Henri de Montherlant, Les Jeunes Filles, 1936.

L’occasion fait le larron

les circonstances peuvent amener à mal agir

L’expression proverbiale l’occasion fait le larron justifie l’acte de qui n’a fait que profiter des circonstances. Comme on ne sait plus très bien ce qu’est un larron, il arrive même que certains écrivent fait le lard rond ou le lardon. Le larron n’a pourtant rien d’un porc.

Larron vient du latin latro « voleur », comme l’espagnol ladrón et l’italien ladrone. Les Évangiles rapportent la présence de deux malfaiteurs crucifiés en même temps que Jésus-Christ, et distinguent le bon larron, qui se repent avant de mourir, du mauvais larron, qui ne regrette rien.

Selon notre expression, on devient voleur parce que l’occasion de voler se présente et que, selon Furetière, « la faculté [la possibilité] de dérober invite à le faire ». Plus généralement, ce sont les circonstances, plus que le tempérament, qui poussent à agir d’une manière ou d’une autre.

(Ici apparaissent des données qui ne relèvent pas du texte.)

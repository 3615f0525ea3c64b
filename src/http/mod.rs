//! HTTP handling subsystem.
//!
//! # Data Flow
//! ```text
//! raw TCP connection (hijacked: no server framework owns it)
//!     → request.rs (parse head + body off the buffered stream)
//!     → handler.rs (classify via the upgrade handshaker)
//!         plain:   outbound.rs → forward.rs (pooled client) → response.rs
//!         upgrade: outbound.rs → upgrade::client → upgrade::handshake → upgrade::tunnel
//!     → connection closed
//! ```

pub mod forward;
pub mod handler;
pub mod outbound;
pub mod request;
pub mod response;
pub mod server;

pub use handler::{Completion, GatewayHandler, HandlerState};
pub use request::{HijackedConnection, InboundRequest};
pub use server::GatewayServer;
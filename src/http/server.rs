//! Gateway server: accept loop and connection dispatch.
//!
//! # Responsibilities
//! - Accept connections from the bounded listener
//! - Hand each raw connection to the gateway handler in its own task
//! - Stop accepting on shutdown, then drain in-flight connections

use std::sync::Arc;

use tokio::sync::broadcast;
use tracing::Instrument;

use crate::config::GatewayConfig;
use crate::http::handler::{Completion, GatewayHandler};
use crate::net::{ConnectionTracker, Listener, ListenerError};

/// Forwarding gateway server.
pub struct GatewayServer {
    handler: Arc<GatewayHandler>,
    tracker: ConnectionTracker,
}

impl GatewayServer {
    /// Create a new server with the given configuration.
    pub fn new(config: Arc<GatewayConfig>) -> Self {
        if config.upstream.api_server.is_empty() {
            tracing::warn!("No upstream configured (API_SERVER is empty); every request will fail");
        }
        Self {
            handler: Arc::new(GatewayHandler::new(config)),
            tracker: ConnectionTracker::new(),
        }
    }

    /// Get a reference to the config.
    pub fn config(&self) -> &GatewayConfig {
        self.handler.config()
    }

    /// Live connection tracker, for observing in-flight work.
    pub fn tracker(&self) -> &ConnectionTracker {
        &self.tracker
    }

    /// Run the accept loop until `shutdown` fires, then drain.
    pub async fn run(
        self,
        listener: Listener,
        mut shutdown: broadcast::Receiver<()>,
    ) -> Result<(), ListenerError> {
        let addr = listener.local_addr().map_err(ListenerError::Bind)?;
        tracing::info!(address = %addr, "Gateway server starting");

        loop {
            let accepted = tokio::select! {
                accepted = listener.accept() => accepted,
                _ = shutdown.recv() => break,
            };

            let (stream, peer, permit) = match accepted {
                Ok(accepted) => accepted,
                Err(ListenerError::Accept(e)) => {
                    tracing::warn!(error = %e, "Accept failed");
                    continue;
                }
                Err(e) => return Err(e),
            };
            let _ = stream.set_nodelay(true);

            let guard = self.tracker.track();
            let handler = Arc::clone(&self.handler);
            let span = tracing::info_span!("connection", connection_id = %guard.id(), peer = %peer);

            tokio::spawn(
                async move {
                    match handler.serve_connection(stream).await {
                        Ok(Completion::ClientGone) => tracing::debug!("Client closed before sending a request"),
                        Ok(_) => {}
                        Err(e) => tracing::debug!(error = %e, "Connection ended with error"),
                    }
                    drop(guard);
                    drop(permit);
                }
                .instrument(span),
            );
        }

        let active = self.tracker.active_count();
        tracing::info!(active_connections = active, "Stopped accepting, draining connections");
        let drain = self.config().listener.drain_timeout();
        if !self.tracker.wait_idle(drain).await {
            tracing::warn!(
                remaining = self.tracker.active_count(),
                drain_timeout_secs = drain.as_secs(),
                "Drain deadline passed, abandoning open connections"
            );
        }

        tracing::info!("Gateway server stopped");
        Ok(())
    }
}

On retrouve cette idée dans la fable de La Fontaine Les Voleurs et l’Âne, dans laquelle deux voleurs se disputent au sujet d’un âne qu’ils viennent d’enlever et qu’ils se font ravir par un troisième larron, la tierce personne qui profite du différend.

Lorsque deux larrons s’entendent, ce ne peut être que pour préparer un mauvais coup. S’entendre comme larrons en foire évoque la complicité de tire-laine, ancêtres des pickpockets, profitant de la cohue des foires pour détrousser marchands et clients. L’expression ne signifie plus que « s’entendre à merveille », parfois pour commettre quelque méfait, mais parfois aussi en toute innocence.

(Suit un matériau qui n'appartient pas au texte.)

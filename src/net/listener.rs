//! TCP listener implementation with backpressure.
//!
//! # Responsibilities
//! - Bind to the configured address
//! - Accept incoming TCP connections
//! - Enforce max_connections limit via semaphore

use std::net::SocketAddr;
use std::sync::Arc;
use tokio::net::{TcpListener, TcpStream};
use tokio::sync::Semaphore;

use crate::config::ListenerConfig;

/// Error type for listener operations.
#[derive(Debug, thiserror::Error)]
pub enum ListenerError {
    /// Failed to bind to address.
    #[error("Failed to bind: {0}")]
    Bind(std::io::Error),
    /// Failed to accept connection.
    #[error("Failed to accept: {0}")]
    Accept(std::io::Error),
    /// The connection limiter was shut down.
    #[error("Listener closed")]
    Closed,
}

/// A bounded TCP listener that limits concurrent connections.
///
/// Uses a semaphore to enforce `max_connections`. When the limit is reached,
/// new connections will wait until a slot becomes available.
pub struct Listener {
    inner: TcpListener,
    connection_limit: Arc<Semaphore>,
}

impl Listener {
    /// Bind to the configured address with connection limits.
    pub async fn bind(config: &ListenerConfig) -> Result<Self, ListenerError> {
        let addr: SocketAddr = config.socket_address().parse().map_err(|e| {
            ListenerError::Bind(std::io::Error::new(std::io::ErrorKind::InvalidInput, e))
        })?;

        let listener = TcpListener::bind(addr).await.map_err(ListenerError::Bind)?;
        let local_addr = listener.local_addr().map_err(ListenerError::Bind)?;

        tracing::info!(
            address = %local_addr,
            max_connections = config.max_connections,
            "Listener bound"
        );

        Ok(Self {
            inner: listener,
            connection_limit: Arc::new(Semaphore::new(config.max_connections)),
        })
    }

    /// Accept a new connection, respecting the connection limit.
    ///
    /// Returns the stream and a permit that must be held for the connection's lifetime.
    pub async fn accept(&self) -> Result<(TcpStream, SocketAddr, ConnectionPermit), ListenerError> {
        // Acquire permit first (backpressure)
        let permit = self
            .connection_limit
            .clone()
            .acquire_owned()
            .await
            .map_err(|_| ListenerError::Closed)?;

        let (stream, addr) = self.inner.accept().await.map_err(ListenerError::Accept)?;

        tracing::debug!(
            peer_addr = %addr,
            available_permits = self.connection_limit.available_permits(),
            "Connection accepted"
        );

        Ok((stream, addr, ConnectionPermit { _permit: permit }))
    }

    /// Get the local address this listener is bound to.
    pub fn local_addr(&self) -> Result<SocketAddr, std::io::Error> {
        self.inner.local_addr()
    }

    /// Get current available connection slots.
    pub fn available_permits(&self) -> usize {
        self.connection_limit.available_permits()
    }
}

/// A permit representing a connection slot.
///
/// When dropped, the connection slot is released back to the pool, even if
/// the connection task panics.
#[derive(Debug)]
pub struct ConnectionPermit {
    _permit: tokio::sync::OwnedSemaphorePermit,
}

#[cfg(test)]
mod tests {
    use super::*;

    #[tokio::test]
    async fn permits_follow_connections() {
        let config = ListenerConfig {
            bind_address: "127.0.0.1:0".into(),
            max_connections: 2,
            ..ListenerConfig::default()
        };
        let listener = Listener::bind(&config).await.unwrap();
        let addr = listener.local_addr().unwrap();

        let _client = TcpStream::connect(addr).await.unwrap();
        let (_stream, _peer, permit) = listener.accept().await.unwrap();
        assert_eq!(listener.available_permits(), 1);

        drop(permit);
        assert_eq!(listener.available_permits(), 2);
    }

    #[tokio::test]
    async fn rejects_unparseable_address() {
        let config = ListenerConfig {
            bind_address: "nowhere".into(),
            ..ListenerConfig::default()
        };
        assert!(matches!(Listener::bind(&config).await, Err(ListenerError::Bind(_))));
    }
}
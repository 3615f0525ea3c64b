//! Plain (non-upgrade) round-trips through a pooled client.

use std::time::Duration;

use bytes::Bytes;
use http::Response;
use http_body_util::Full;
use hyper::body::Incoming;
use hyper_util::client::legacy::{connect::HttpConnector, Client};
use hyper_util::rt::TokioExecutor;

use crate::error::GatewayError;
use crate::http::outbound::OutboundRequest;

/// Sends ordinary requests to the upstream and hands back its response.
#[derive(Clone, Debug)]
pub struct PlainForwarder {
    client: Client<HttpConnector, Full<Bytes>>,
    timeout: Option<Duration>,
}

impl PlainForwarder {
    pub fn new(connect_timeout: Option<Duration>, timeout: Option<Duration>) -> Self {
        let mut connector = HttpConnector::new();
        connector.set_connect_timeout(connect_timeout);
        connector.set_nodelay(true);

        let client = Client::builder(TokioExecutor::new()).build(connector);
        Self { client, timeout }
    }

    /// Perform the round-trip. The response body is still streaming when this returns.
    pub async fn round_trip(&self, request: OutboundRequest) -> Result<Response<Incoming>, GatewayError> {
        let pending = self.client.request(request);
        match self.timeout {
            Some(limit) => tokio::time::timeout(limit, pending)
                .await
                .map_err(|_| GatewayError::Timeout("upstream round-trip"))?
                .map_err(GatewayError::from),
            None => pending.await.map_err(GatewayError::from),
        }
    }
}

Les larronneaux, qui avec le temps devenaient de grands larrons, ont disparu, tout comme les jolies larronnesses de cœur. Ne nous reste que ce larron, prompt à saisir l’occasion lorsqu’elle se présente, à l’image du kairos, concept grec représenté sous les traits d’un jeune homme qu’il fallait attraper par sa touffe de cheveux au moment où il passait. Le larron et l’occasion jouent à qui est le plus vif.

À titre d’exemple

« Quand il voulut caresser, je ne me montrai pas si facile. Il pensait que l’occasion faisait le larron, et qu’étant en un lieu fort secret je me laisserais aller. »

Charles Sorel, La Vraie Histoire comique de Francion, 1623.

S’endormir sur ses lauriers

se contenter d’un premier succès et ne plus agir

Si quelqu’un, fort d’un premier succès, s’endort sur ses lauriers, ce n’est pas qu’il trouve le repos sur un lit de feuilles aromatiques : on ne prête au laurier aucune propriété anesthésiante, aucune vertu dormitive, pour parler comme les médecins de Molière.

Le laurier est l’arbre consacré à Apollon. Dans la mythologie grecque, le dieu poursuivait de ses ardeurs la nymphe Daphné, dont le nom signifie en grec « laurier ». Pour lui échapper, elle demanda l’aide de Zeus (ou de son père), qui la transforma en arbuste. À défaut de voir triompher son amour, Apollon s’appropria l’arbre. Souvent représenté sur la lyre du dieu, le laurier est consacré à la poésie et au chant, et récompense la valeur et la vertu. Tressées en couronnes, les feuilles de laurier ceignent le front des poètes célébrés, des athlètes victorieux, des guerriers vainqueurs et de tous les lauréats (du latin laureatus, « couronné de lauriers »). La récompense est devenue le symbole du succès. Ainsi, la victoire voit le héros couvert de lauriers.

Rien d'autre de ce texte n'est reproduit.